Le dispositif « Plateforme alternative d’initiative en santé » (PAÏS) a fait ses preuves depuis cinq ans dans notre département en dégageant les médecins généralistes des zones rurales d’une part des charges administratives et de secrétariat. Ce dispositif leur libère une heure par jour qu’ils utilisent pour prendre en charge un jour par semaine tous les imprévus dans un secteur géographique donné. Les actions de prévention en EHPAD effectués par les médecins PAÏS permettent par ailleurs de réduire significativement les transports à l’hôpital des patients, réduction synonyme non seulement d’économies mais encore de meilleure qualité de prise en charge et de vie des patients. Plus généralement, la promotion de l’éducation et de la prévention est plus développée que dans d’autres systèmes. PAÏS a fait la preuve qu’il pouvait être soit un accélérateur d’exercice regroupé sur un site unique soit une alternative. Dans tous les cas, c’est l’organisation de l’offre de proximité qui est gagnante. Malheureusement le financement du dispositif par l’ARS n’est pas durable et les collectivités doivent illégitimement prendre le relais. Une plus grande fongibilité des financements de sécurité sociale est donc absolument nécessaire. Lors de la discussion le 20 février dernier de la proposition de loi que j’avais déposée à ce sujet avec Gilles Carrez, Jean-Pierre Door, Denis Jacquat, Maurice Leroy, Bernard Perrut et Bérengère Poletti, votre secrétaire d’État, Mme Michèle Delaunay, nous avait assuré de la volonté du Gouvernement d’améliorer cette fongibilité et le financement durable des innovations.

Pouvez-vous nous indiquer quelles mesures le Gouvernement a pris ou compte prendre pour améliorer cette fongibilité ?

Mme Marisol Touraine, ministre des affaires sociales, de la santé et des droits des femmes. Je réponds bien volontiers à votre question, qui me permet de revenir sur celle de votre collègue M. Lurton, qui s’inquiétait de l’augmentation du taux d’opposition à des prélèvements. Nous avons prévu un ensemble de mesures, en lien avec l’Agence de biomédecine : inciter les établissements de santé à s’inscrire dans des réseaux de prélèvement qui leur permettrait de participer à l’activité de prélèvement et d’identifier les donneurs potentiels ; proposer aux coordinations hospitalières de prélèvement un outil concret destiné à améliorer le recensement des donneurs d’organes et la qualité de la prise en charge des donneurs et de leurs proches ; mieux informer l’ensemble de la population ; former les professionnels de santé au recueil de consentement.
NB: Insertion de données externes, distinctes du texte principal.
//! Output formatting module for the LECG CLI
//!
//! Commands produce a serializable result and render it either as the plain
//! text lines a human reads (table format) or as JSON for scripts.
//!
//! Automatically detects TTY context to decide whether colors are used.

use clap::ValueEnum;
use serde::Serialize;
use std::io::IsTerminal;
use std::str::FromStr;

mod json;

pub use self::json::JsonOutput;

/// Output format for CLI results
#[derive(Debug, Clone, Copy, Default, ValueEnum, PartialEq, Eq)]
pub enum OutputFormat {
    /// Human-readable text (default)
    #[default]
    Table,
    /// JSON format for machine consumption
    Json,
}

impl FromStr for OutputFormat {
    type Err = String;

    fn from_str(s: &str) -> Result<Self, Self::Err> {
        match s.to_lowercase().as_str() {
            "table" | "text" => Ok(OutputFormat::Table),
            "json" => Ok(OutputFormat::Json),
            _ => Err(format!("Unknown output format: '{}'", s)),
        }
    }
}

/// Configuration for output rendering
#[derive(Debug, Clone)]
pub struct OutputConfig {
    /// The output format to use
    pub format: OutputFormat,
    /// Disable colored output
    pub no_color: bool,
}

impl OutputConfig {
    /// Create a new OutputConfig with the specified format
    pub fn new(format: OutputFormat) -> Self {
        Self {
            format,
            no_color: false,
        }
    }

    /// Create an OutputConfig with automatic TTY detection and optional color override.
    ///
    /// When stdout is not a TTY colors are disabled unless `color_override`
    /// is `Some(true)`.
    pub fn auto_detect_with_color_override(
        format: OutputFormat,
        color_override: Option<bool>,
    ) -> Self {
        let is_tty = std::io::stdout().is_terminal();
        Self {
            format,
            no_color: !color_override.unwrap_or(is_tty),
        }
    }

    /// Check if colors should be used
    pub fn use_colors(&self) -> bool {
        !self.no_color
    }
}

/// Types that have a plain-text rendering.
pub trait TableDisplay: Serialize {
    /// Convert to text; an empty string prints nothing.
    fn to_table(&self) -> String;
}

/// Result wrapper for formatted output with automatic format selection
pub struct Output<T> {
    data: T,
    config: OutputConfig,
}

impl<T: TableDisplay> Output<T> {
    /// Create a new output wrapper with specified format
    pub fn new(data: T, format: OutputFormat) -> Self {
        Self {
            data,
            config: OutputConfig::new(format),
        }
    }

    /// Get the rendered string without printing
    pub fn render_to_string(&self) -> String {
        match self.config.format {
            OutputFormat::Table => self.data.to_table(),
            OutputFormat::Json => JsonOutput::format(&self.data, &self.config),
        }
    }

    /// Render the output to stdout
    pub fn render(&self) -> anyhow::Result<()> {
        let rendered = self.render_to_string();
        if !rendered.is_empty() {
            println!("{}", rendered);
        }
        Ok(())
    }
}

/// A one-line diagnostic printed instead of a result.
#[derive(Debug, Serialize)]
pub struct ErrorMessage {
    pub error: String,
    /// Text shown in table format, e.g. `Error: ...`.
    #[serde(skip)]
    pub display: String,
}

impl ErrorMessage {
    pub fn new(error: impl std::fmt::Display) -> Self {
        let error = error.to_string();
        Self {
            display: error.clone(),
            error,
        }
    }

    pub fn with_prefix(prefix: &str, error: impl std::fmt::Display) -> Self {
        let error = error.to_string();
        Self {
            display: format!("{}: {}", prefix, error),
            error,
        }
    }
}

impl TableDisplay for ErrorMessage {
    fn to_table(&self) -> String {
        use colored::Colorize;
        self.display.red().to_string()
    }
}

#[cfg(test)]
mod tests {
    use super::*;

    #[derive(Serialize)]
    struct Lines(Vec<String>);

    impl TableDisplay for Lines {
        fn to_table(&self) -> String {
            self.0.join("\n")
        }
    }

    #[test]
    fn test_output_format_from_str() {
        assert_eq!("table".parse::<OutputFormat>(), Ok(OutputFormat::Table));
        assert_eq!("JSON".parse::<OutputFormat>(), Ok(OutputFormat::Json));
        assert!("csv".parse::<OutputFormat>().is_err());
    }

    #[test]
    fn test_render_table_and_json() {
        let data = Lines(vec!["Line 1: warning".to_string()]);
        assert_eq!(
            Output::new(data, OutputFormat::Table).render_to_string(),
            "Line 1: warning"
        );

        let data = Lines(vec!["a".to_string()]);
        let json = Output::new(data, OutputFormat::Json).render_to_string();
        assert!(json.starts_with('['));
    }

    #[test]
    fn test_error_message_prefix() {
        colored::control::set_override(false);
        let msg = ErrorMessage::with_prefix("Error", "program not found");
        assert_eq!(msg.to_table(), "Error: program not found");
        assert_eq!(msg.error, "program not found");

        let json = Output::new(msg, OutputFormat::Json).render_to_string();
        assert!(json.contains("\"error\""));
        assert!(!json.contains("display"));
    }
}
L’objectif fixé est celui d’une réduction de 10 % du taux d’opposition pour atteindre 20 %. Cela nous permettrait d’augmenter de plus de 500 le nombre de prélèvements d’organes réalisés chaque année, donc d’autant le nombre de greffes.
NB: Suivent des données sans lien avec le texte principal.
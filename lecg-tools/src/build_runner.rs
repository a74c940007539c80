//! Build runner: invoke the add-in build and capture what it prints.
//!
//! The runner launches `dotnet build` with warnings-only console logging,
//! blocks until the process exits and hands both captured streams back as
//! text. There is no timeout and the exit code is reported, never acted on.

use serde::Serialize;
use std::fs;
use std::path::Path;
use std::process::{Command, Stdio};
use std::time::Instant;

use crate::error::{Result, ToolError};

/// Project built when nothing else is configured.
pub const DEFAULT_PROJECT: &str = r"c:\LECG\RevitAddins\LECG\LECG.csproj";

/// Build tool executable.
pub const DEFAULT_PROGRAM: &str = "dotnet";

/// A fully resolved command line for the external build tool.
#[derive(Debug, Clone, PartialEq, Eq)]
pub struct BuildCommand {
    pub program: String,
    pub args: Vec<String>,
}

impl BuildCommand {
    /// `dotnet build <project> --no-incremental /clp:WarningsOnly`
    pub fn dotnet(project: impl Into<String>) -> Self {
        Self {
            program: DEFAULT_PROGRAM.to_string(),
            args: vec![
                "build".to_string(),
                project.into(),
                "--no-incremental".to_string(),
                "/clp:WarningsOnly".to_string(),
            ],
        }
    }

    /// Arbitrary program and arguments.
    pub fn new<I, S>(program: impl Into<String>, args: I) -> Self
    where
        I: IntoIterator<Item = S>,
        S: Into<String>,
    {
        Self {
            program: program.into(),
            args: args.into_iter().map(Into::into).collect(),
        }
    }

    /// Swap the executable, keeping the argument list.
    pub fn with_program(mut self, program: impl Into<String>) -> Self {
        self.program = program.into();
        self
    }

    /// Command line as it would be typed into a shell, for logging.
    pub fn display(&self) -> String {
        std::iter::once(self.program.as_str())
            .chain(self.args.iter().map(String::as_str))
            .collect::<Vec<_>>()
            .join(" ")
    }

    /// Launch the process, wait for it, and capture both streams.
    pub fn run(&self) -> Result<BuildOutput> {
        tracing::debug!("Running: {}", self.display());
        let start = Instant::now();

        let output = Command::new(&self.program)
            .args(&self.args)
            .stdin(Stdio::null())
            .output()
            .map_err(|source| ToolError::Launch {
                program: self.program.clone(),
                source,
            })?;

        let duration_ms = start.elapsed().as_millis() as u64;
        tracing::debug!(
            "{} finished in {}ms with status {:?}",
            self.program,
            duration_ms,
            output.status.code()
        );

        Ok(BuildOutput {
            command: self.display(),
            stdout: String::from_utf8_lossy(&output.stdout).into_owned(),
            stderr: String::from_utf8_lossy(&output.stderr).into_owned(),
            exit_code: output.status.code(),
            duration_ms,
        })
    }
}

impl Default for BuildCommand {
    fn default() -> Self {
        Self::dotnet(DEFAULT_PROJECT)
    }
}

/// Everything the build tool printed.
#[derive(Debug, Clone, Serialize)]
pub struct BuildOutput {
    pub command: String,
    pub stdout: String,
    pub stderr: String,
    /// `None` when the process was killed by a signal.
    pub exit_code: Option<i32>,
    pub duration_ms: u64,
}

impl BuildOutput {
    /// Write captured stdout as UTF-16LE with a byte-order mark, the
    /// encoding the log scanner reads by default.
    pub fn save_log(&self, path: &Path) -> Result<()> {
        let mut bytes = Vec::with_capacity(2 + self.stdout.len() * 2);
        bytes.extend_from_slice(&[0xFF, 0xFE]);
        for unit in self.stdout.encode_utf16() {
            bytes.extend_from_slice(&unit.to_le_bytes());
        }
        fs::write(path, bytes).map_err(|e| ToolError::io(path, e))?;
        tracing::debug!("Saved build log to {}", path.display());
        Ok(())
    }
}

#[cfg(test)]
mod tests {
    use super::*;
    use tempfile::TempDir;

    #[test]
    fn test_default_command_line() {
        let cmd = BuildCommand::default();
        assert_eq!(cmd.program, "dotnet");
        assert_eq!(
            cmd.args,
            vec![
                "build",
                r"c:\LECG\RevitAddins\LECG\LECG.csproj",
                "--no-incremental",
                "/clp:WarningsOnly",
            ]
        );
    }

    #[test]
    fn test_display() {
        let cmd = BuildCommand::dotnet("LECG.csproj");
        assert_eq!(
            cmd.display(),
            "dotnet build LECG.csproj --no-incremental /clp:WarningsOnly"
        );
    }

    #[test]
    fn test_with_program_keeps_args() {
        let cmd = BuildCommand::dotnet("a.csproj").with_program("/opt/dotnet/dotnet");
        assert_eq!(cmd.program, "/opt/dotnet/dotnet");
        assert_eq!(cmd.args[1], "a.csproj");
    }

    #[test]
    fn test_missing_program_is_launch_error() {
        let cmd = BuildCommand::new("lecg-definitely-not-a-real-program", ["build"]);
        let err = cmd.run().unwrap_err();
        assert!(matches!(err, ToolError::Launch { .. }));
        assert!(err
            .to_string()
            .contains("lecg-definitely-not-a-real-program"));
    }

    #[cfg(unix)]
    #[test]
    fn test_captures_both_streams() {
        let cmd = BuildCommand::new("sh", ["-c", "echo built; echo 'warning CS0168' >&2; exit 3"]);
        let output = cmd.run().unwrap();
        assert_eq!(output.stdout, "built\n");
        assert_eq!(output.stderr, "warning CS0168\n");
        assert_eq!(output.exit_code, Some(3));
    }

    #[test]
    fn test_save_log_writes_utf16le_with_bom() {
        let temp_dir = TempDir::new().unwrap();
        let path = temp_dir.path().join("full_build.log");
        let output = BuildOutput {
            command: "dotnet build".to_string(),
            stdout: "ok\n".to_string(),
            stderr: String::new(),
            exit_code: Some(0),
            duration_ms: 0,
        };
        output.save_log(&path).unwrap();

        let bytes = fs::read(&path).unwrap();
        assert_eq!(bytes, vec![0xFF, 0xFE, b'o', 0, b'k', 0, b'\n', 0]);
    }
}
Pour ce qui est des expérimentations en cours dans certains départements, dont le vôtre, monsieur Martin-Lalande, elles sont en cours d’évaluation. Le projet PAÏS a vocation à s’inscrire dans le cadre de projets plus structurants et durables. Nous sommes en train de réfléchir à la mise en place de parcours pour les personnes âgées en risque de perte d’autonomie (PAERPA). Ces dispositifs, qui ont vocation à devenir pérennes, sont expérimentés dans huit régions. Il s’agit bien en remettant en cause le cloisonnement de faire concourir l’ensemble des financements de sécurité sociale, d’aide sociale et d’aide médico-sociale.

Cela s’inscrit parfaitement dans la logique de la loi de santé publique dont l’un des objectifs est le décloisonnement entre le sanitaire, le social et le médico-social. Il faut parvenir à des projets assis sur des territoires, répondant à un objectif identifié et bénéficiant de financement provenant de différentes structures et donc de différents budgets.

M. le président Gilles Carrez. Madame la ministre, nous vous remercions.

La réunion de la commission élargie s’achève à dix-sept heures quarante.